We have never had an unhappy customer before, and we have never had a non payer; and I do put that down to careful client vetting. But that is obviously not perfect as we have had one slip the net here. I do consider it my fault for not seeing this at that stage. But that is also difficult because if we make it too 'tight' then we may miss excellent clients, and some of our best clients/ best projects have been individuals on the borderline who we took a punt on.

And no I do not consider it just business and we just have to put up with it. We pride ourselves on end result and cant do our job properly if the relationship is poor as the project will suffer. The client will be unhappy, we will be unhappy. Its pointless.

So onwards and upwards. Lessons learned although not sure what they are besides adding a break clause and banning comments on 'making xyz' and football. Grin

OP posts:
Simbacatisback · 15/07/2021 12:36

What do you do that is 'professional' that only costs £2000 over multiple months?

That is less than 20 professional hours- and you have already had more than 1 person in a face to face meeting- with prep and follow up that meeting alone must be 30% of the contract?

justasking111 · 15/07/2021 12:37

We've had arsy clients that I have just charged more. It's business. As the female half of the team clients told OH they were scared of me.

Beware him smearing your name in the industry folks believe bad reviews much more than good ones sadly.
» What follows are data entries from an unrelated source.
//! Domain error types.

use chrono::NaiveDateTime;

/// Top-level error type for tmvrank.
#[derive(Debug, thiserror::Error)]
pub enum TmvError {
    #[error("config parse error in {file}: {reason}")]
    ConfigParse { file: String, reason: String },

    #[error("missing config key [{section}] {key}")]
    ConfigMissing { section: String, key: String },

    #[error("invalid config value [{section}] {key}: {reason}")]
    ConfigInvalid {
        section: String,
        key: String,
        reason: String,
    },

    #[error(
        "insufficient history for {symbol} [{timeframe}]: {indicator} needs {minimum} bars, have {bars}"
    )]
    InsufficientHistory {
        symbol: String,
        timeframe: String,
        indicator: String,
        bars: usize,
        minimum: usize,
    },

    #[error(
        "stale data for {symbol} [{timeframe}]: last bar {last_bar} is older than {max_age_minutes} minutes at {now}"
    )]
    StaleData {
        symbol: String,
        timeframe: String,
        last_bar: NaiveDateTime,
        now: NaiveDateTime,
        max_age_minutes: i64,
    },

    #[error("invalid bar for {symbol} [{timeframe}] at {timestamp}: {reason}")]
    InvalidBar {
        symbol: String,
        timeframe: String,
        timestamp: NaiveDateTime,
        reason: String,
    },

    #[error("{source_name} unavailable: {reason}")]
    UpstreamUnavailable { source_name: String, reason: String },

    #[error("watchlist is empty")]
    EmptyWatchlist,

    #[error("a refresh cycle is already in progress")]
    CycleInProgress,

    #[error(transparent)]
    Io(#[from] std::io::Error),
}

impl TmvError {
    pub fn upstream(source_name: &str, reason: impl ToString) -> Self {
        TmvError::UpstreamUnavailable {
            source_name: source_name.to_string(),
            reason: reason.to_string(),
        }
    }

    pub fn invalid(section: &str, key: &str, reason: impl ToString) -> Self {
        TmvError::ConfigInvalid {
            section: section.to_string(),
            key: key.to_string(),
            reason: reason.to_string(),
        }
    }

    pub fn missing(section: &str, key: &str) -> Self {
        TmvError::ConfigMissing {
            section: section.to_string(),
            key: key.to_string(),
        }
    }
}

impl From<&TmvError> for std::process::ExitCode {
    fn from(err: &TmvError) -> Self {
        let code: u8 = match err {
            TmvError::Io(_) => 1,
            TmvError::ConfigParse { .. }
            | TmvError::ConfigMissing { .. }
            | TmvError::ConfigInvalid { .. } => 2,
            TmvError::UpstreamUnavailable { .. } => 3,
            TmvError::InsufficientHistory { .. }
            | TmvError::StaleData { .. }
            | TmvError::InvalidBar { .. }
            | TmvError::EmptyWatchlist => 5,
            TmvError::CycleInProgress => 6,
        };
        std::process::ExitCode::from(code)
    }
}
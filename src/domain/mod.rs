//! Core domain types and logic.

pub mod ohlcv;
pub mod instrument;
pub mod timeframe;
pub mod indicator;
pub mod engine;
pub mod scorer;
pub mod aggregator;
pub mod snapshot;
pub mod freshness;
pub mod refresh;
pub mod config_validation;
pub mod error;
RestingPandaFace · 15/07/2021 12:46

There’s a few things bundled up by the sounds of it.

First you should absolutely bill at the end of each stage, if nothing else paying the invoice is the ultimate statement that the client is happy, and in the event of a client going bust it will minimise your losses.
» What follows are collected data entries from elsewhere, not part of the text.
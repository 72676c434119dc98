//! Configuration access port trait.

pub trait ConfigPort {
    fn get_string(&self, section: &str, key: &str) -> Option<String>;
    fn get_int(&self, section: &str, key: &str, default: i64) -> i64;
    fn get_double(&self, section: &str, key: &str, default: f64) -> f64;
    fn get_bool(&self, section: &str, key: &str, default: bool) -> bool;

    /// Comma-separated value split into trimmed, non-empty items.
    fn get_list(&self, section: &str, key: &str) -> Vec<String> {
        self.get_string(section, key)
            .map(|raw| {
                raw.split(',')
                    .map(str::trim)
                    .filter(|s| !s.is_empty())
                    .map(str::to_string)
                    .collect()
            })
            .unwrap_or_default()
    }

    /// Names of all sections present.
    fn sections(&self) -> Vec<String>;
}
//! Logging initialization.
//!
//! Human-readable output by default, structured JSON with `--log-json`.
//! Filtering follows `RUST_LOG` and falls back to `info`. Logs go to stderr so
//! that tables and symbol lists on stdout stay pipeable.

use tracing_subscriber::{fmt, layer::SubscriberExt, util::SubscriberInitExt, EnvFilter};

pub fn init_logging(json: bool) {
    let env_filter = EnvFilter::try_from_default_env().unwrap_or_else(|_| EnvFilter::new("info"));

    if json {
        tracing_subscriber::registry()
            .with(env_filter)
            .with(
                fmt::layer()
                    .json()
                    .with_target(true)
                    .with_writer(std::io::stderr),
            )
            .init();
    } else {
        tracing_subscriber::registry()
            .with(env_filter)
            .with(
                fmt::layer()
                    .with_target(false)
                    .with_ansi(true)
                    .with_writer(std::io::stderr),
            )
            .init();
    }
}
Second it sounds like there’s conflicting feedback and some unacceptable behaviour from one of the client’s employees. Is there someone more senior that you can talk to, you could approach it from the perspective of conflicting feedback and wanting to check in how things are going, or you could go down an XYZ happened and it’s unacceptable.

Third it sounds like a lesson learned and an opportunity to tighten up your contracts!

LemonSwan · 15/07/2021 12:47

What do you do that is 'professional' that only costs £2000 over multiple months?

I obviously cant say what it is.

The pipeline was quiet so we did underquote this project compared to our usual rates.

Its a few half days here and there & 3 x 1 hour long meetings - initial, mid, final (meeting in question was an hour and a half because we do not rush), + a lot of time for client consideration in between so they don't change their minds later on.

At the later stages its fine tuning so an easy client will probably correspond 10 or so times resulting in 5 mins of work each time and a nightmare client (probably 1/25) will correspond 100 times and we will either take it on the chin and quietly despair inside; or run up another quote for additional work.